Federal policy to reduce deaths from sepsis was mostly ineffective


The first large-scale, multi-hospital evaluation of an “all or none” federal policy intended to improve outcomes in sepsis patients finds that the guidelines are a wash—on average they neither helped nor hurt despite significant investments in their implementation, according to an analysis by University of Pittsburgh School of Medicine clinician-scientists of nearly a dozen hospitals in one academic health system.

The findings, reported today in the Annals of Internal Medicine, indicate ways the guidelines, known as Severe Sepsis and Septic Shock: Management Bundle, or “SEP-1,” could be built upon and potentially improved.

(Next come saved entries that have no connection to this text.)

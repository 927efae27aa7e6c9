// crates/trellis-testkit/src/lib.rs
// ============================================================================
// Module: Trellis Testkit
// Description: Integration test support for Trellis applications.
// Purpose: Boot applications on local ports and drive them with a cookie-aware client.
// Dependencies: reqwest, trellis-core
// ============================================================================

//! ## Overview
//! The testkit starts an application through [`TestServer`], talks to it with
//! [`TestBrowser`], and pairs the two in [`TestFixture`] for tests that want a
//! single handle with automatic teardown.
//!
//! ```no_run
//! use trellis_testkit::TestFixture;
//! # #[derive(Default)]
//! # struct MyApp;
//! # impl trellis_core::Application for MyApp {
//! #     fn routes(
//! #         &self,
//! #         _: &trellis_core::Injector,
//! #     ) -> Result<axum::Router, trellis_core::ApplicationError> {
//! #         Ok(axum::Router::new())
//! #     }
//! # }
//! # fn main() -> Result<(), Box<dyn std::error::Error>> {
//! let fixture = TestFixture::start::<MyApp>()?;
//! let body = fixture.browser()?.get_text(&fixture.to("/")?)?;
//! # let _ = body;
//! # Ok(())
//! # }
//! ```

pub mod browser;
pub mod fixture;
pub mod server;
pub mod timeouts;

pub use browser::BrowserError;
pub use browser::BrowserResponse;
pub use browser::TestBrowser;
pub use fixture::FixtureError;
pub use fixture::TestFixture;
pub use server::TestServer;
pub use server::TestServerBuilder;
pub use server::TestServerError;
pub use server::server_lock;
pub use timeouts::TimeoutError;
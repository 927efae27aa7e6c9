// crates/trellis-testkit/src/timeouts.rs
// ============================================================================
// Module: Test Timeouts
// Description: Centralized timeout configuration with env overrides.
// Purpose: Keep browser timeouts consistent and configurable across suites.
// ============================================================================

use std::env;
use std::time::Duration;

use thiserror::Error;

/// Environment variable raising every test timeout to at least this many seconds.
pub const TIMEOUT_ENV_VAR: &str = "TRELLIS_TEST_TIMEOUT_SEC";
/// Request timeout used by [`crate::TestBrowser::new`].
pub const DEFAULT_TIMEOUT: Duration = Duration::from_secs(30);

/// Returns the effective timeout, honoring `TRELLIS_TEST_TIMEOUT_SEC` when set.
/// The override acts as a minimum to avoid shortening explicitly longer test timeouts.
///
/// # Errors
///
/// Returns [`TimeoutError`] when the environment value is not a positive integer.
pub fn resolve_timeout(requested: Duration) -> Result<Duration, TimeoutError> {
    resolve_with(requested, env::var(TIMEOUT_ENV_VAR).ok().as_deref())
}

/// Applies an optional raw override to `requested`.
fn resolve_with(requested: Duration, raw: Option<&str>) -> Result<Duration, TimeoutError> {
    match raw {
        Some(raw) => Ok(requested.max(parse_timeout_secs(raw)?)),
        None => Ok(requested),
    }
}

/// Parses a positive number of seconds.
fn parse_timeout_secs(raw: &str) -> Result<Duration, TimeoutError> {
    let secs: u64 = raw.trim().parse().map_err(|_| TimeoutError::NotANumber)?;
    if secs == 0 {
        return Err(TimeoutError::Zero);
    }
    Ok(Duration::from_secs(secs))
}

/// Invalid timeout override.
#[derive(Debug, Clone, PartialEq, Eq, Error)]
pub enum TimeoutError {
    /// Value is not an integer number of seconds.
    #[error("{TIMEOUT_ENV_VAR} must be a positive integer number of seconds")]
    NotANumber,
    /// Value is zero.
    #[error("{TIMEOUT_ENV_VAR} must be greater than zero")]
    Zero,
}
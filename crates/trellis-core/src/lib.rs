// crates/trellis-core/src/lib.rs
// ============================================================================
// Module: Trellis Core
// Description: Framework runtime for Trellis web applications.
// Purpose: Provide modes, properties, sessions, templates, and the standalone server.
// Dependencies: axum, handlebars, serde, tokio, toml
// ============================================================================

//! ## Overview
//! `trellis-core` holds the pieces a Trellis application runs on: the runtime
//! [`Mode`], layered [`Properties`], the opaque [`Injector`] handle, server-side
//! sessions with authenticity tokens, the handlebars [`TemplateEngine`] with its
//! authenticity helpers, and the [`Standalone`] contract with its default
//! [`AxumStandalone`] implementation.

// ============================================================================
// SECTION: Modules
// ============================================================================

pub mod application;
pub mod authenticity;
pub mod config;
pub mod events;
pub mod injector;
pub mod mode;
pub mod session;
pub mod standalone;
pub mod template;
#[cfg(test)]
mod test_env;

// ============================================================================
// SECTION: Re-Exports
// ============================================================================

pub use application::Application;
pub use application::ApplicationError;
pub use authenticity::AUTHENTICITY_FIELD;
pub use authenticity::AUTHENTICITY_HEADER;
pub use authenticity::require_authenticity_token;
pub use config::ConfigError;
pub use config::Properties;
pub use config::ServerSettings;
pub use events::EventSink;
pub use events::FileEventSink;
pub use events::LifecycleEvent;
pub use events::NoopEventSink;
pub use events::StderrEventSink;
pub use injector::Bindings;
pub use injector::Injector;
pub use injector::InjectorError;
pub use injector::Module;
pub use mode::MODE_ENV_VAR;
pub use mode::Mode;
pub use mode::ModeParseError;
pub use session::DEFAULT_MAX_SESSIONS;
pub use session::HttpContext;
pub use session::RequestContext;
pub use session::Session;
pub use session::SessionData;
pub use session::SessionLayerState;
pub use session::SessionStore;
pub use session::session_layer;
pub use standalone::AxumStandalone;
pub use standalone::Standalone;
pub use standalone::StandaloneConfig;
pub use standalone::StandaloneError;
pub use standalone::StandaloneFactory;
pub use standalone::find_available_port;
pub use template::AuthenticityFormHelper;
pub use template::AuthenticityTokenHelper;
pub use template::TemplateEngine;
pub use template::TemplateError;
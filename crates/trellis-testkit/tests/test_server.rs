// crates/trellis-testkit/tests/test_server.rs
// ============================================================================
// Module: Test Server Suite
// Description: Integration tests for the test server harness.
// Purpose: Verify builder defaults, overrides, URLs, and startup failures.
// Dependencies: trellis-core, trellis-testkit, tempfile
// ============================================================================

#![allow(
    clippy::unwrap_used,
    clippy::expect_used,
    reason = "Test-only assertions favor direct unwrap/expect for clarity."
)]

mod helpers;

use std::collections::BTreeMap;
use std::fs;
use std::net::Ipv4Addr;
use std::net::TcpListener;
use std::sync::Arc;
use std::sync::atomic::AtomicBool;
use std::sync::atomic::Ordering;

use helpers::demo_app::DemoApplication;
use helpers::demo_app::Greeter;
use helpers::demo_app::PirateGreeter;
use helpers::server_lock;
use tempfile::TempDir;
use trellis_core::Application;
use trellis_core::Bindings;
use trellis_core::Injector;
use trellis_core::Mode;
use trellis_core::Module;
use trellis_core::Standalone;
use trellis_core::StandaloneConfig;
use trellis_core::StandaloneError;
use trellis_core::find_available_port;
use trellis_testkit::TestBrowser;
use trellis_testkit::TestServer;
use trellis_testkit::TestServerError;

fn quiet() -> BTreeMap<String, String> {
    [("application.events.sink".to_string(), "none".to_string())].into_iter().collect()
}

// ============================================================================
// SECTION: Defaults
// ============================================================================

#[test]
fn builder_defaults_to_test_mode_and_scanned_port() {
    let _lock = server_lock();
    let mut server = TestServer::builder(DemoApplication).build().unwrap();

    assert_eq!(server.mode(), Mode::Test);
    let port = server.port().unwrap();
    assert!((1000..10000).contains(&port));
    assert_eq!(server.server_url(), format!("http://localhost:{port}"));
    assert_eq!(server.base_url(), server.server_url());
    assert!(!server.base_url().ends_with('/'));
    assert_eq!(*server.injector().require::<Mode>().unwrap(), Mode::Test);

    let browser = TestBrowser::new().unwrap();
    assert_eq!(browser.get_text(&format!("{}/mode", server.base_url())).unwrap(), "test");

    server.shutdown().unwrap();
    assert!(server.is_stopped());
    server.shutdown().unwrap();
    server.close().unwrap();
}

#[test]
#[allow(deprecated, reason = "Exercises the legacy address accessors.")]
fn legacy_address_accessors_keep_trailing_slash() {
    let _lock = server_lock();
    let server = TestServer::builder(DemoApplication)
        .override_property("server.context_path", "/shop")
        .build()
        .unwrap();

    assert_eq!(server.server_address(), format!("{}/", server.server_url()));
    let url = server.server_address_as_url().unwrap();
    assert_eq!(url.path(), "/");
    assert_eq!(url.port(), server.port());
}

#[test]
fn explicit_port_and_mode_are_used() {
    let _lock = server_lock();
    let port = find_available_port(10_000, 20_000).unwrap();
    let server = TestServer::builder(DemoApplication)
        .port(port)
        .mode(Mode::Dev)
        .override_properties(quiet())
        .build()
        .unwrap();

    assert_eq!(server.port(), Some(port));
    assert!(server.server_url().ends_with(&format!(":{port}")));
    assert_eq!(server.mode(), Mode::Dev);
}

// ============================================================================
// SECTION: Overrides
// ============================================================================

#[test]
fn override_module_replaces_application_binding() {
    let _lock = server_lock();
    let server = TestServer::builder(DemoApplication)
        .override_properties(quiet())
        .override_module(|bindings: &mut Bindings| {
            bindings.bind_shared::<dyn Greeter>(Arc::new(PirateGreeter));
        })
        .build()
        .unwrap();

    let greeter = server.injector().require::<dyn Greeter>().unwrap();
    assert_eq!(greeter.greet("ada"), "Ahoy, ada");
    let browser = TestBrowser::new().unwrap();
    let body = browser.get_text(&format!("{}/greeting/ada", server.base_url())).unwrap();
    assert_eq!(body, "Ahoy, ada");
}

#[test]
fn context_path_override_moves_base_url() {
    let _lock = server_lock();
    let server = TestServer::builder(DemoApplication)
        .override_properties(quiet())
        .override_property("server.context_path", "/shop")
        .build()
        .unwrap();

    assert_eq!(server.base_url(), format!("{}/shop", server.server_url()));
    let browser = TestBrowser::new().unwrap();
    let scoped = browser.get(&format!("{}/greeting/bo", server.base_url())).unwrap();
    assert_eq!(scoped.status, 200);
    assert_eq!(scoped.body, "Hello, bo");
    let unscoped = browser.get(&format!("{}/greeting/bo", server.server_url())).unwrap();
    assert_eq!(unscoped.status, 404);
}

#[test]
fn properties_layer_files_profile_and_overrides() {
    let _lock = server_lock();
    let conf = TempDir::new().unwrap();
    fs::write(
        conf.path().join("application.toml"),
        "[application.events]\nsink = \"none\"\n[demo]\nflavour = \"plain\"\ntopping = \"none\"\n",
    )
    .unwrap();
    fs::write(conf.path().join("application.test.toml"), "[demo]\nflavour = \"vanilla\"\n").unwrap();

    let browser = TestBrowser::new().unwrap();
    let test_server = TestServer::builder(DemoApplication).conf_dir(conf.path()).build().unwrap();
    let property = |server: &TestServer, key: &str| {
        browser.get_text(&format!("{}/property/{key}", server.base_url())).unwrap()
    };
    assert_eq!(property(&test_server, "demo.flavour"), "vanilla");
    assert_eq!(property(&test_server, "demo.topping"), "none");
    drop(test_server);

    let dev_server =
        TestServer::builder(DemoApplication).mode(Mode::Dev).conf_dir(conf.path()).build().unwrap();
    assert_eq!(property(&dev_server, "demo.flavour"), "plain");
    drop(dev_server);

    let overridden = TestServer::builder(DemoApplication)
        .conf_dir(conf.path())
        .override_property("demo.flavour", "mint")
        .build()
        .unwrap();
    assert_eq!(property(&overridden, "demo.flavour"), "mint");
}

// ============================================================================
// SECTION: Startup Failures
// ============================================================================

#[test]
fn invalid_property_override_is_a_startup_error() {
    let _lock = server_lock();
    let err = TestServer::builder(DemoApplication)
        .override_property("server.context_path", "shop/")
        .build()
        .err()
        .unwrap();
    assert!(matches!(err, TestServerError::Startup(StandaloneError::Config(_))));
}

#[test]
fn occupied_port_is_a_startup_error() {
    let _lock = server_lock();
    let occupied = TcpListener::bind((Ipv4Addr::LOCALHOST, 0)).unwrap();
    let port = occupied.local_addr().unwrap().port();
    let err = TestServer::builder(DemoApplication)
        .port(port)
        .override_properties(quiet())
        .build()
        .err()
        .unwrap();
    assert!(matches!(err, TestServerError::Startup(StandaloneError::Bind { .. })));
}

static REFUSING_SHUTDOWN_CALLED: AtomicBool = AtomicBool::new(false);

/// Standalone that never starts.
struct RefusingStandalone {
    config: StandaloneConfig,
}

impl Standalone for RefusingStandalone {
    fn port(&self) -> Option<u16> {
        self.config.port
    }

    fn mode(&self) -> Mode {
        self.config.mode
    }

    fn application(&self) -> &dyn Application {
        self.config.application.as_ref()
    }

    fn override_module(&self) -> Option<&dyn Module> {
        self.config.override_module.as_deref()
    }

    fn override_properties(&self) -> &BTreeMap<String, String> {
        &self.config.override_properties
    }

    fn start(&mut self) -> Result<(), StandaloneError> {
        Err(StandaloneError::Runtime("refused".to_string()))
    }

    fn shutdown(&mut self) -> Result<(), StandaloneError> {
        REFUSING_SHUTDOWN_CALLED.store(true, Ordering::SeqCst);
        Ok(())
    }

    fn injector(&self) -> Option<&Injector> {
        None
    }

    fn server_urls(&self) -> Vec<String> {
        Vec::new()
    }

    fn base_urls(&self) -> Vec<String> {
        Vec::new()
    }
}

fn refusing_factory(config: StandaloneConfig) -> Box<dyn Standalone> {
    Box::new(RefusingStandalone {
        config,
    })
}

#[test]
fn custom_standalone_failure_is_wrapped_and_shut_down() {
    let err = TestServer::builder(DemoApplication)
        .port(4321)
        .standalone(refusing_factory)
        .build()
        .err()
        .unwrap();
    assert!(matches!(err, TestServerError::Startup(StandaloneError::Runtime(ref message)) if message == "refused"));
    assert!(err.to_string().contains("refused"));
    assert!(REFUSING_SHUTDOWN_CALLED.load(Ordering::SeqCst));
}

“We can’t just stop with SEP-1 as it currently exists. Our data suggest the need for ongoing efforts to refine and update SEP-1 so that it benefits more patients,” said lead author Ian Barbash, M.D., M.S., a UPMC intensivist and assistant professor in Pitt’s Division of Pulmonary, Allergy and Critical Care Medicine. “It’s a big deal to move a health system to install the infrastructure to respond to this kind of measure, so if you’re going to do it, you want to be pretty convinced it will improve patient outcomes.”

Sepsis occurs when a person’s organs cease to function properly as the result of an out-of-control immune response to infection. It is responsible for 1 in 5 deaths worldwide. In the U.S., at least 1.7 million adults develop sepsis each year and 1 in 3 patients who died in a hospital had sepsis, according to the U.S. Centers for Disease Control and Prevention.

In response to these staggering numbers, the Centers for Medicare & Medicaid Services (CMS) implemented SEP-1 in October 2015. For hospitals to be considered compliant, patients must receive a bundle of treatments, including blood cultures, early antibiotics, regular lab tests and IV fluids, and hospitals must collect and report data on their adherence.

Barbash and his team looked at electronic health records data on 54,225 visits by adult patients at 11 hospitals of varying sizes in the UPMC system, which served urban, suburban or rural populations. UPMC responded to SEP-1 with several strategies common to hospitals across the U.S., including sepsis alerts, electronic order sets and clinical documentation reminders.

The researchers compared data from two years before and two years after SEP-1 implementation.

The most significant change across the study period was that clinicians increased their ordering of lactate measurement, which is a test to measure lactic acid in a patient’s blood to determine if they are experiencing low blood flow or low blood oxygen. But the increased testing did not translate to other changes in care delivery or to less deaths overall.

“It’s not that the bundle elements aren’t good for patients—we know that early sepsis treatment saves lives,” said senior author Jeremy Kahn, M.D., M.S., professor of critical care medicine and health policy and management at Pitt. “The issue is whether SEP-1, as it currently exists, was sufficient to move the needle.

“Tests like lactate are useful when they give you information that you can act on to improve patient outcomes,” Kahn continued. “But testing for the sake of reporting that you did the test is not helpful unless you also do other things.”

Overall, SEP-1 wasn’t associated with clinically meaningful patient outcomes. Deaths from sepsis were decreasing before the policy was implemented and the trend continued as would have been expected afterward. Moreover, a different study found that one academic hospital was investing more than $150,000 per month in responding to SEP-1.

“Sepsis is deadly, but it can be treated,” Barbash said. “I suspect that simplifying SEP-1 and focusing on what works—such as early administration of appropriate antibiotics to the patients who need them—will lead to improvements.